Our Board of Directors Adequately Considers Director Tenure

Rather than adopting fixed term limits, the Board of Directors believes it is more beneficial to periodically review the Board’s effectiveness and composition to ensure that the skill mix of directors adequately matches the evolving nature of the Company’s business. The Board appreciates that an increasing number of shareholders view tenure of directors, individually and as a group, as a relevant consideration in director elections. Our Nominating and Corporate Governance Committee, which is composed exclusively of independent directors with an average tenure of less than ten years, oversees an annual evaluation process for the Board of Directors and its committees. That evaluation process includes consideration of tenure. The Nominating and Corporate Governance Committee also reviews tenure as for purposes of director succession planning and as one factor in determining whether Board members should be nominated for re-election.

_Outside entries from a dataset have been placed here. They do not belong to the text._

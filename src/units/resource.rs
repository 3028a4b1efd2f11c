//! # ResourceUnit: a task unit driving an injected [`Backing`].
//!
//! ```text
//! starting()  ─► backing.setup()              (SetupError → StartupError)
//! repeat()    ─► inbox.drain(handler)          (non-blocking)
//!             ─► backing.perform()             (Continue | Done | RuntimeError)
//! finishing() ─► backing.teardown()            (only if setup was attempted)
//! ```

use std::fmt;

use crate::error::{RuntimeError, StartupError};
use crate::units::{Backing, Inbox, Progress, TaskUnit};

type Handler<M> = Box<dyn FnMut(M) + Send>;

/// Task unit whose work is performed by a backing resource, optionally fed by an [`Inbox`].
pub struct ResourceUnit<M = ()> {
    backing: Box<dyn Backing>,
    inbox: Option<(Inbox<M>, Handler<M>)>,
    acquired: bool,
    received: u64,
}

impl ResourceUnit<()> {
    /// Creates a unit around `backing` with no inbox.
    pub fn new(backing: impl Backing) -> Self {
        Self::from_boxed(Box::new(backing))
    }

    /// Creates a unit around an already boxed backing (see [`BackingKind::build`](crate::BackingKind::build)).
    pub fn from_boxed(backing: Box<dyn Backing>) -> Self {
        Self {
            backing,
            inbox: None,
            acquired: false,
            received: 0,
        }
    }
}

impl<M: Send + 'static> ResourceUnit<M> {
    /// Creates a unit that hands inbound messages to `handler` before each unit of work.
    pub fn with_inbox<H>(backing: Box<dyn Backing>, inbox: Inbox<M>, handler: H) -> Self
    where
        H: FnMut(M) + Send + 'static,
    {
        Self {
            backing,
            inbox: Some((inbox, Box::new(handler))),
            acquired: false,
            received: 0,
        }
    }

    /// Messages delivered so far.
    pub fn received(&self) -> u64 {
        self.received
    }
}

impl<M: Send + 'static> TaskUnit for ResourceUnit<M> {
    fn starting(&mut self) -> Result<(), StartupError> {
        self.acquired = true;
        tracing::info!(backing = self.backing.kind(), "acquiring backing resource");
        self.backing
            .setup()
            .map_err(|e| StartupError::new(e.reason))
    }

    fn repeat(&mut self) -> Result<Progress, RuntimeError> {
        if let Some((inbox, handler)) = self.inbox.as_mut() {
            self.received += inbox.drain(handler) as u64;
        }
        self.backing.perform()
    }

    fn finishing(&mut self) {
        if self.acquired {
            tracing::info!(backing = self.backing.kind(), "releasing backing resource");
            self.backing.teardown();
        }
    }
}

impl<M> fmt::Debug for ResourceUnit<M> {
    fn fmt(&self, f: &mut fmt::Formatter<'_>) -> fmt::Result {
        f.debug_struct("ResourceUnit")
            .field("backing", &self.backing.kind())
            .field("inbox", &self.inbox.is_some())
            .field("acquired", &self.acquired)
            .field("received", &self.received)
            .finish()
    }
}
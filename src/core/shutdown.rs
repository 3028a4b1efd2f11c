//! # Cross-platform OS signal handling.
//!
//! Provides [`spawn_signal_watcher`], a dedicated thread that turns termination
//! signals into ordinary calls into the orchestrator, so the shutdown path never
//! runs inside an async-signal handler.
//!
//! ## Signals
//! **Unix platforms:**
//! - `SIGINT` (Ctrl-C in terminal)
//! - `SIGTERM` (default kill signal, used by systemd/Kubernetes)
//! - `SIGQUIT` (quit signal, often used for core dumps or hard stop)
//!
//! **Windows platforms:**
//! - `Ctrl-C` via [`tokio::signal::ctrl_c`]
//!
//! ## Thread loop
//! ```text
//! current_thread runtime
//!   loop {
//!     select! {
//!       token.cancelled() → exit
//!       signal received   → on_signal()   (repeated signals call it again; stop() is idempotent)
//!     }
//!   }
//! ```

use std::io;
use std::thread::{self, JoinHandle};

use tokio_util::sync::CancellationToken;

/// Registered listeners; created once so repeated signals are not lost between waits.
struct ShutdownSignals {
    #[cfg(unix)]
    sigint: tokio::signal::unix::Signal,
    #[cfg(unix)]
    sigterm: tokio::signal::unix::Signal,
    #[cfg(unix)]
    sigquit: tokio::signal::unix::Signal,
}

impl ShutdownSignals {
    /// Must be called inside a runtime context.
    #[cfg(unix)]
    fn install() -> io::Result<Self> {
        use tokio::signal::unix::{SignalKind, signal};

        Ok(Self {
            sigint: signal(SignalKind::interrupt())?,
            sigterm: signal(SignalKind::terminate())?,
            sigquit: signal(SignalKind::quit())?,
        })
    }

    #[cfg(not(unix))]
    fn install() -> io::Result<Self> {
        Ok(Self {})
    }

    /// Completes when any termination signal arrives.
    #[cfg(unix)]
    async fn recv(&mut self) -> io::Result<()> {
        tokio::select! {
            _ = self.sigint.recv()  => {},
            _ = self.sigterm.recv() => {},
            _ = self.sigquit.recv() => {},
        }
        Ok(())
    }

    #[cfg(not(unix))]
    async fn recv(&mut self) -> io::Result<()> {
        tokio::signal::ctrl_c().await
    }
}

/// Spawns the signal-watching thread.
///
/// Signal registration happens before this returns, so an `Err` means no
/// listener was installed. The thread exits once `token` is cancelled.
pub(crate) fn spawn_signal_watcher<F>(token: CancellationToken, on_signal: F) -> io::Result<JoinHandle<()>>
where
    F: Fn() + Send + 'static,
{
    let rt = tokio::runtime::Builder::new_current_thread()
        .enable_all()
        .build()?;
    let mut signals = {
        let _ctx = rt.enter();
        ShutdownSignals::install()?
    };

    thread::Builder::new()
        .name("tickvisor-signals".into())
        .spawn(move || {
            rt.block_on(async move {
                loop {
                    tokio::select! {
                        _ = token.cancelled() => break,
                        res = signals.recv() => match res {
                            Ok(()) => {
                                tracing::info!("termination signal received");
                                on_signal();
                            }
                            Err(e) => {
                                tracing::warn!(error = %e, "signal listener failed");
                                break;
                            }
                        },
                    }
                }
            });
        })
}

/// Sends SIGINT to the current process.
#[cfg(all(test, unix))]
pub(crate) fn interrupt_self() {
    let status = std::process::Command::new("kill")
        .args(["-INT", &std::process::id().to_string()])
        .status()
        .expect("kill is available");
    assert!(status.success(), "kill -INT failed: {status}");
}

#[cfg(test)]
mod tests {
    use super::*;
    use std::time::{Duration, Instant};

    fn wait_until(what: &str, cond: impl Fn() -> bool) {
        let deadline = Instant::now() + Duration::from_secs(2);
        while !cond() && Instant::now() < deadline {
            thread::sleep(Duration::from_millis(5));
        }
        assert!(cond(), "timed out waiting for {what}");
    }

    #[test]
    fn test_watcher_exits_when_token_is_cancelled() {
        let token = CancellationToken::new();
        let handle = spawn_signal_watcher(token.clone(), || {}).unwrap();

        token.cancel();
        wait_until("watcher exit", || handle.is_finished());
        handle.join().unwrap();
    }

    #[cfg(unix)]
    #[test]
    fn test_every_interrupt_reaches_the_callback() {
        use std::sync::Arc;
        use std::sync::atomic::{AtomicUsize, Ordering};

        let token = CancellationToken::new();
        let fired = Arc::new(AtomicUsize::new(0));
        let counter = Arc::clone(&fired);
        let handle = spawn_signal_watcher(token.clone(), move || {
            counter.fetch_add(1, Ordering::SeqCst);
        })
        .unwrap();

        interrupt_self();
        wait_until("first interrupt", || fired.load(Ordering::SeqCst) >= 1);
        interrupt_self();
        wait_until("second interrupt", || fired.load(Ordering::SeqCst) >= 2);

        token.cancel();
        handle.join().unwrap();
    }
}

As a result of these practices, and the Company’s growth, the Company has replenished its Board with new members who bring unique perspectives, including by adding five independent directors since 2007, reducing the average tenure for all independent directors to less than 10 years. Two of the longest-tenured Board members (over 20 years) are the Company’s Chief Executive Officer, Joseph R. Ficalora, and Chairman of the Board, Dominick Ciampa, both of whom the Board believes currently make invaluable contributions to the Board.

Conclusion

The Board believes that this proposal’s limitation on director tenure is unnecessary and counterproductive to the Board’s ability to nominate for shareholder approval the best candidates to lead the Company. The Board, therefore, recommends a vote AGAINST this proposal.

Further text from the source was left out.